The return-to-office rules had become a distraction because managers were spending too much time re-explaining policies and dealing with individual exceptions, he said.

Strict requirements haven't been easy for employers that are hungry to keep talented workers, said Michael Steinitz, senior executive director of professional talent solutions at Robert Half, a staffing company working with employers and job seekers.

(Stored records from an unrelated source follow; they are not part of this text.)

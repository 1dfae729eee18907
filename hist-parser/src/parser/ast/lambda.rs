use crate::parser::{
    ast::{expr::Expr, literal::LitSym},
    error::Error,
    token::{Colon, Comma, Lambda as LambdaToken},
    Parse,
    Parser,
};
use std::{fmt, ops::Range};

#[cfg(feature = "serde")]
use serde::{Deserialize, Serialize};

/// Parses a comma-separated list of parameter names, stopping at the first token that is not a
/// name. A trailing comma is allowed.
pub(crate) fn parse_params(input: &mut Parser) -> Result<Vec<LitSym>, Error> {
    let mut params = Vec::new();
    while let Ok(param) = input.try_parse::<LitSym>() {
        params.push(param);
        if input.try_parse::<Comma>().is_err() {
            break;
        }
    }
    Ok(params)
}

/// An anonymous function, such as `lambda x, y: x + y`.
#[derive(Debug, Clone, PartialEq)]
#[cfg_attr(feature = "serde", derive(Serialize, Deserialize))]
pub struct Lambda {
    /// The parameters of the function.
    pub params: Vec<LitSym>,

    /// The body of the function.
    pub body: Box<Expr>,

    /// The region of the source code that this lambda was parsed from.
    pub span: Range<usize>,
}

impl Lambda {
    /// Returns the span of the lambda.
    pub fn span(&self) -> Range<usize> {
        self.span.clone()
    }
}

impl Parse for Lambda {
    fn parse(input: &mut Parser) -> Result<Self, Error> {
        let keyword = input.try_parse::<LambdaToken>()?;
        let params = parse_params(input)?;
        input.try_parse::<Colon>().map_err(Error::into_fatal)?;
        let body = input.try_parse::<Expr>().map_err(Error::into_fatal)?;
        let span = keyword.span.start..body.span().end;
        Ok(Self {
            params,
            body: Box::new(body),
            span,
        })
    }
}

impl std::fmt::Display for Lambda {
    fn fmt(&self, f: &mut fmt::Formatter) -> fmt::Result {
        write!(f, "lambda")?;
        for (i, param) in self.params.iter().enumerate() {
            write!(f, "{}{}", if i == 0 { " " } else { ", " }, param)?;
        }
        write!(f, ": {}", self.body)
    }
}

"It was almost as if employers wanted to make a statement with these mandates and to see where it landed," he said. "The market responded pretty aggressively — that people are willing to come to the office, but there's got to be some level of flexibility."

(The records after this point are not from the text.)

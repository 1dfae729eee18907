//! Contains the common [`ErrorKind`] trait used by all errors to display user-facing error
//! messages.

use ariadne::{Color, Report, Source};
use std::{fmt::Debug, io, ops::Range};

/// The color to use to highlight expressions.
pub const EXPR: Color = Color::RGB(52, 235, 152);

/// Represents any kind of error that can occur during some operation.
pub trait ErrorKind: Debug + Send + Sync {
    /// The one-line message describing this error, without any source context.
    fn message(&self) -> String;

    /// Builds the report for this error.
    fn build_report<'a>(
        &self,
        src_id: &'a str,
        spans: &[Range<usize>],
    ) -> Report<(&'a str, Range<usize>)>;
}

/// An error associated with regions of source code that can be highlighted.
#[derive(Debug)]
pub struct Error {
    /// The regions of the source code that this error originated from.
    pub spans: Vec<Range<usize>>,

    /// The kind of error that occurred.
    pub kind: Box<dyn ErrorKind>,
}

impl Error {
    /// Creates a new error with the given spans and kind.
    pub fn new(spans: Vec<Range<usize>>, kind: impl ErrorKind + 'static) -> Self {
        Self { spans, kind: Box::new(kind) }
    }

    /// Returns the message of this error's kind.
    pub fn message(&self) -> String {
        self.kind.message()
    }

    /// Build a report from this error kind.
    pub fn build_report<'a>(&self, src_id: &'a str) -> Report<(&'a str, Range<usize>)> {
        self.kind.build_report(src_id, &self.spans)
    }

    /// Renders the report for this error against the given source into `out`.
    pub fn write_report(&self, src_id: &str, input: &str, out: impl io::Write) -> io::Result<()> {
        self.build_report(src_id).write((src_id, Source::from(input)), out)
    }
}

impl std::fmt::Display for Error {
    fn fmt(&self, f: &mut std::fmt::Formatter<'_>) -> std::fmt::Result {
        write!(f, "{}", self.kind.message())
    }
}

impl std::error::Error for Error {}

#[cfg(test)]
mod tests {
    use ariadne::{Label, ReportKind};
    use super::*;

    #[derive(Debug)]
    struct UnknownName {
        name: String,
    }

    impl ErrorKind for UnknownName {
        fn message(&self) -> String {
            format!("unknown name: `{}`", self.name)
        }

        fn build_report<'a>(
            &self,
            src_id: &'a str,
            spans: &[Range<usize>],
        ) -> Report<(&'a str, Range<usize>)> {
            Report::build(ReportKind::Error, src_id, spans[0].start)
                .with_message(self.message())
                .with_label(Label::new((src_id, spans[0].clone())).with_message("this name"))
                .finish()
        }
    }

    fn render(err: &Error, input: &str) -> String {
        let mut out = Vec::new();
        err.write_report("input", input, &mut out).unwrap();
        String::from_utf8(strip_ansi_escapes::strip(out)).unwrap()
    }

    #[test]
    fn display_uses_message() {
        let err = Error::new(vec![0..3], UnknownName { name: "foo".to_string() });
        assert_eq!(err.to_string(), "unknown name: `foo`");
    }

    #[test]
    fn report_points_at_span() {
        let input = "foo + 1";
        let err = Error::new(vec![0..3], UnknownName { name: "foo".to_string() });
        let report = render(&err, input);
        assert!(report.contains("unknown name: `foo`"));
        assert!(report.contains("this name"));
        assert!(report.contains("foo + 1"));
    }
}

Robert Half is seeing more job postings for hybrid roles than it did last year, he noted. If the ability to work from home is crucial for a job seeker, they should prioritize that over the negotiation of other perks and benefits, he said.

"A job seeker might be willing to take less in terms of salary to gain that flexibility," he said. "It's a give-and-take situation, and I think we'll be seeing more of these types of negotiations."

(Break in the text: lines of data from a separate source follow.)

//! The canonical symbolic expression tree produced by translation.

pub mod iter;
pub mod value;

use iter::ExprIter;
use std::{fmt, slice};

#[cfg(feature = "serde")]
use serde::{Deserialize, Serialize};

pub use value::Value;

/// A unary arithmetic operator.
#[derive(Debug, Clone, Copy, PartialEq, Eq, Hash)]
#[cfg_attr(feature = "serde", derive(Serialize, Deserialize))]
pub enum UnaryOp {
    /// Negation, `-x`.
    Neg,

    /// Bitwise inversion, `~x`.
    Invert,
}

impl UnaryOp {
    /// Returns the symbol of the operator.
    pub fn symbol(&self) -> &'static str {
        match self {
            UnaryOp::Neg => "-",
            UnaryOp::Invert => "~",
        }
    }
}

/// A binary arithmetic or bitwise operator.
#[derive(Debug, Clone, Copy, PartialEq, Eq, Hash)]
#[cfg_attr(feature = "serde", derive(Serialize, Deserialize))]
pub enum BinOp {
    Add,
    Sub,
    Mul,
    Div,
    FloorDiv,
    Mod,
    Pow,
    BitOr,
    BitAnd,
    BitXor,
}

impl BinOp {
    /// Returns the symbol of the operator.
    pub fn symbol(&self) -> &'static str {
        match self {
            BinOp::Add => "+",
            BinOp::Sub => "-",
            BinOp::Mul => "*",
            BinOp::Div => "/",
            BinOp::FloorDiv => "//",
            BinOp::Mod => "%",
            BinOp::Pow => "**",
            BinOp::BitOr => "|",
            BinOp::BitAnd => "&",
            BinOp::BitXor => "^",
        }
    }

    /// Returns true if `a op (b op c)` is the same as `(a op b) op c`.
    pub fn is_associative(&self) -> bool {
        matches!(self, BinOp::Add | BinOp::Mul | BinOp::BitOr | BinOp::BitAnd | BinOp::BitXor)
    }
}

/// A comparison operator used in a [`Expr::Relation`].
#[derive(Debug, Clone, Copy, PartialEq, Eq, Hash)]
#[cfg_attr(feature = "serde", derive(Serialize, Deserialize))]
pub enum Comparison {
    Eq,
    NotEq,
    Lt,
    LtEq,
    Gt,
    GtEq,
    In,
    NotIn,
}

impl Comparison {
    /// Returns the symbol of the operator.
    pub fn symbol(&self) -> &'static str {
        match self {
            Comparison::Eq => "==",
            Comparison::NotEq => "!=",
            Comparison::Lt => "<",
            Comparison::LtEq => "<=",
            Comparison::Gt => ">",
            Comparison::GtEq => ">=",
            Comparison::In => "in",
            Comparison::NotIn => "not in",
        }
    }

    /// Returns the operator that gives the same result with its operands swapped, so that
    /// `a op b` is `b op.mirror() a`.
    ///
    /// Membership has no mirror; `None` is returned for `in` and `not in`.
    pub fn mirror(&self) -> Option<Self> {
        match self {
            Comparison::Eq => Some(Comparison::Eq),
            Comparison::NotEq => Some(Comparison::NotEq),
            Comparison::Lt => Some(Comparison::Gt),
            Comparison::LtEq => Some(Comparison::GtEq),
            Comparison::Gt => Some(Comparison::Lt),
            Comparison::GtEq => Some(Comparison::LtEq),
            Comparison::In | Comparison::NotIn => None,
        }
    }

    /// Returns the operator that gives the opposite result on the same operands.
    pub fn inverse(&self) -> Self {
        match self {
            Comparison::Eq => Comparison::NotEq,
            Comparison::NotEq => Comparison::Eq,
            Comparison::Lt => Comparison::GtEq,
            Comparison::LtEq => Comparison::Gt,
            Comparison::Gt => Comparison::LtEq,
            Comparison::GtEq => Comparison::Lt,
            Comparison::In => Comparison::NotIn,
            Comparison::NotIn => Comparison::In,
        }
    }
}

/// A canonical symbolic expression.
///
/// Equality and hashing are structural, so two expressions compare equal exactly when they were
/// written in ways that canonicalize to the same tree (`5 < x` and `x > 5`, `(a + b) + c` and
/// `a + (b + c)`).
#[derive(Debug, Clone, PartialEq, Eq, Hash)]
#[cfg_attr(feature = "serde", derive(Serialize, Deserialize))]
pub enum Expr {
    /// A constant value.
    Const(Value),

    /// A reference to a free variable.
    Name(String),

    /// A call to a registered function, by its canonical name.
    Call {
        fcn: String,
        args: Vec<Expr>,
    },

    /// A unary operator applied to a non-constant operand.
    UnaryOp {
        op: UnaryOp,
        arg: Box<Expr>,
    },

    /// A binary operator applied to two or more operands, left to right. Same-operator chains are
    /// flattened into one node.
    BinOp {
        op: BinOp,
        args: Vec<Expr>,
    },

    /// A comparison between a non-constant expression and a constant.
    Relation {
        cmp: Comparison,
        arg: Box<Expr>,
        constant: Value,
    },

    /// A two-sided bound `low <= arg < high` (or `low < arg <= high` when the low edge is open).
    Interval {
        arg: Box<Expr>,
        low: Value,
        high: Value,
        low_closed: bool,
    },

    /// A conjunction. Never contains another `And` or an `Or`.
    And(Vec<Expr>),

    /// A disjunction. Never contains another `Or`.
    Or(Vec<Expr>),
}

impl Expr {
    /// Creates a [`Expr::Name`].
    pub fn name(name: impl Into<String>) -> Self {
        Expr::Name(name.into())
    }

    /// Returns the function name of a [`Expr::Call`], or the operator symbol of a
    /// [`Expr::UnaryOp`] or [`Expr::BinOp`].
    pub fn fcn(&self) -> Option<&str> {
        match self {
            Expr::Call { fcn, .. } => Some(fcn),
            Expr::UnaryOp { op, .. } => Some(op.symbol()),
            Expr::BinOp { op, .. } => Some(op.symbol()),
            _ => None,
        }
    }

    /// Returns the arguments of a [`Expr::Call`], [`Expr::UnaryOp`] or [`Expr::BinOp`].
    pub fn args(&self) -> Option<&[Expr]> {
        match self {
            Expr::Call { args, .. } | Expr::BinOp { args, .. } => Some(args),
            Expr::UnaryOp { arg, .. } => Some(slice::from_ref(arg.as_ref())),
            _ => None,
        }
    }

    /// Returns the direct subexpressions of this expression, left to right.
    pub fn children(&self) -> &[Expr] {
        match self {
            Expr::Const(_) | Expr::Name(_) => &[],
            Expr::Call { args, .. } | Expr::BinOp { args, .. } => args,
            Expr::UnaryOp { arg, .. }
                | Expr::Relation { arg, .. }
                | Expr::Interval { arg, .. } => slice::from_ref(arg.as_ref()),
            Expr::And(args) | Expr::Or(args) => args,
        }
    }

    /// Returns true if the expression is a [`Expr::Const`].
    pub fn is_const(&self) -> bool {
        matches!(self, Expr::Const(_))
    }

    /// Returns true if the expression is a predicate: a relation, an interval, or a conjunction
    /// or disjunction of them.
    pub fn is_boolean(&self) -> bool {
        matches!(self, Expr::Relation { .. } | Expr::Interval { .. } | Expr::And(_) | Expr::Or(_))
    }

    /// Returns an iterator that traverses the tree of expressions in left-to-right post-order
    /// (i.e. depth-first).
    pub fn post_order_iter(&self) -> ExprIter {
        ExprIter::new(self)
    }

    /// Returns the distinct variable names used in the expression, in order of first occurrence.
    pub fn names(&self) -> Vec<String> {
        let mut names: Vec<String> = Vec::new();
        for expr in self.post_order_iter() {
            if let Expr::Name(name) = expr {
                if !names.contains(name) {
                    names.push(name.clone());
                }
            }
        }
        names
    }
}

/// Writes the expression, wrapped in parentheses if `paren` is true.
fn fmt_operand(f: &mut fmt::Formatter, expr: &Expr, paren: bool) -> fmt::Result {
    if paren {
        write!(f, "({})", expr)
    } else {
        write!(f, "{}", expr)
    }
}

impl fmt::Display for Expr {
    fn fmt(&self, f: &mut fmt::Formatter) -> fmt::Result {
        match self {
            Expr::Const(value) => value.fmt(f),
            Expr::Name(name) => write!(f, "{}", name),
            Expr::Call { fcn, args } => {
                write!(f, "{}(", fcn)?;
                for (i, arg) in args.iter().enumerate() {
                    if i > 0 {
                        write!(f, ", ")?;
                    }
                    arg.fmt(f)?;
                }
                write!(f, ")")
            },
            Expr::UnaryOp { op, arg } => {
                write!(f, "{}", op.symbol())?;
                fmt_operand(f, arg, !arg.children().is_empty() && !matches!(**arg, Expr::Call { .. }))
            },
            Expr::BinOp { op, args } => {
                for (i, arg) in args.iter().enumerate() {
                    if i > 0 {
                        write!(f, " {} ", op.symbol())?;
                    }
                    let paren = match arg {
                        Expr::BinOp { .. } | Expr::Relation { .. } | Expr::Interval { .. }
                            | Expr::And(_) | Expr::Or(_) => true,
                        // `-x ** 2` would read as `-(x ** 2)`
                        Expr::UnaryOp { .. } => *op == BinOp::Pow && i == 0,
                        _ => false,
                    };
                    fmt_operand(f, arg, paren)?;
                }
                Ok(())
            },
            Expr::Relation { cmp, arg, constant } => {
                write!(f, "{} {} {}", arg, cmp.symbol(), constant)
            },
            Expr::Interval { arg, low, high, low_closed } => {
                if *low_closed {
                    write!(f, "{} <= {} < {}", low, arg, high)
                } else {
                    write!(f, "{} < {} <= {}", low, arg, high)
                }
            },
            Expr::And(args) => {
                for (i, arg) in args.iter().enumerate() {
                    if i > 0 {
                        write!(f, " and ")?;
                    }
                    fmt_operand(f, arg, matches!(arg, Expr::Or(_)))?;
                }
                Ok(())
            },
            Expr::Or(args) => {
                for (i, arg) in args.iter().enumerate() {
                    if i > 0 {
                        write!(f, " or ")?;
                    }
                    fmt_operand(f, arg, matches!(arg, Expr::And(_)))?;
                }
                Ok(())
            },
        }
    }
}

#[cfg(test)]
mod tests {
    use pretty_assertions::assert_eq;
    use super::*;

    fn gt(name: &str, value: i64) -> Expr {
        Expr::Relation {
            cmp: Comparison::Gt,
            arg: Box::new(Expr::name(name)),
            constant: Value::Int(value),
        }
    }

    #[test]
    fn mirror_and_inverse() {
        for cmp in [Comparison::Eq, Comparison::NotEq, Comparison::Lt, Comparison::GtEq] {
            assert_eq!(cmp.mirror().and_then(|c| c.mirror()), Some(cmp));
            assert_eq!(cmp.inverse().inverse(), cmp);
        }
        assert_eq!(Comparison::In.mirror(), None);
        assert_eq!(Comparison::In.inverse(), Comparison::NotIn);
    }

    #[test]
    fn call_subtypes() {
        let neg = Expr::UnaryOp { op: UnaryOp::Neg, arg: Box::new(Expr::name("x")) };
        assert_eq!(neg.fcn(), Some("-"));
        assert_eq!(neg.args(), Some(&[Expr::name("x")][..]));

        let call = Expr::Call { fcn: "sqrt".to_string(), args: vec![Expr::name("x")] };
        assert_eq!(call.fcn(), Some("sqrt"));
        assert_eq!(gt("x", 1).fcn(), None);
    }

    #[test]
    fn display_unary() {
        let neg_sum = Expr::UnaryOp {
            op: UnaryOp::Neg,
            arg: Box::new(Expr::BinOp {
                op: BinOp::Add,
                args: vec![Expr::name("a"), Expr::name("b")],
            }),
        };
        assert_eq!(neg_sum.to_string(), "-(a + b)");

        let inv = Expr::UnaryOp { op: UnaryOp::Invert, arg: Box::new(Expr::name("x")) };
        assert_eq!(inv.to_string(), "~x");
    }

    #[test]
    fn display_interval() {
        let interval = Expr::Interval {
            arg: Box::new(Expr::name("x")),
            low: Value::Int(0),
            high: Value::Float(2.5),
            low_closed: false,
        };
        assert_eq!(interval.to_string(), "0 < x <= 2.5");
    }

    #[test]
    fn display_dnf() {
        let expr = Expr::Or(vec![
            Expr::And(vec![gt("x", 1), gt("y", 2)]),
            gt("z", 3),
        ]);
        assert_eq!(expr.to_string(), "(x > 1 and y > 2) or z > 3");
    }

    #[test]
    fn names_in_first_occurrence_order() {
        let expr = Expr::And(vec![
            gt("y", 1),
            Expr::Relation {
                cmp: Comparison::Lt,
                arg: Box::new(Expr::BinOp {
                    op: BinOp::Add,
                    args: vec![Expr::name("x"), Expr::name("y")],
                }),
                constant: Value::Int(2),
            },
        ]);
        assert_eq!(expr.names(), vec!["y".to_string(), "x".to_string()]);
    }

    #[test]
    fn structural_equality() {
        let a = Expr::Const(Value::Set([Value::Int(2), Value::Int(1)].into_iter().collect()));
        let b = Expr::Const(Value::Set([Value::Int(1), Value::Int(2)].into_iter().collect()));
        assert_eq!(a, b);
    }
}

Nearly half (45%) of human resources professionals working for businesses with strong expectations of onsite attendance or outright requirements said they had problems keeping workers, according to a June survey from the Conference Board.

In contrast, when employers gave workers leeway about where they worked, 15% of human resources professionals reported difficulties retaining workers, the survey said.

Employers 'continue to feel like it's better together'

To be sure, it's difficult to nail down the full extent of remote work compared with office attendance. The BLS numbers are just one dataset.

A long-running look at office occupancy from Kastle Systems, a security technology provider, shows an incremental march higher since 2021 with wide variations based on region and days of the week.

On Sept. 4, office occupancy across 10 U.S. cities was 2.6% higher than it was the Wednesday after Labor Day last year, Kastle data showed. There was a nearly 7% jump in major Texas cities and an almost 4% increase in the New York City area.

Kastle CEO Haniel Lynn said his data and anecdotes from employers don't suggest a retreat from in-person work.

Employers "continue to feel like it's better together; there's better community and better engagement if you are working together," he said. Some employers are checking building-access data to determine who's really showing up, Lynn noted.

"Especially where the economy stands right now, there's probably some more conviction across companies to enforce policies they put in place," he said.

Last week, the weekly average for office occupancy was 49.3% of pre-pandemic levels, up from 48.5% a week earlier, according to Kastle data. The high point was Sept. 4, with office occupancy averaging 59.5%.

Some business leaders may be using a slowing economy and job market as fuel to enforce office-attendance rules, Jesuthasan said. "But my personal sense is [that] your average CEO, he or she has much bigger fish to fry."

Stanford University economist Nick Bloom, a leading researcher on remote work, said he has been expecting an eventual shift back to more at-home work after the post-pandemic call to return to the office.

Technology is improving, and younger companies with younger workers are more supportive of a work arrangement that incorporates at least some work from home. It also takes time for office leases to expire, he said, and some employers may shed the cost of a physical workplace once their lease ends.

Bloom was ready for the shift to more at-home work to happen as soon as next year, going into 2026 and 2027. "There is definitely nothing preventing this, and indeed eventually [working from home] will rise," he said, but added that he was "surprised to see this so quickly."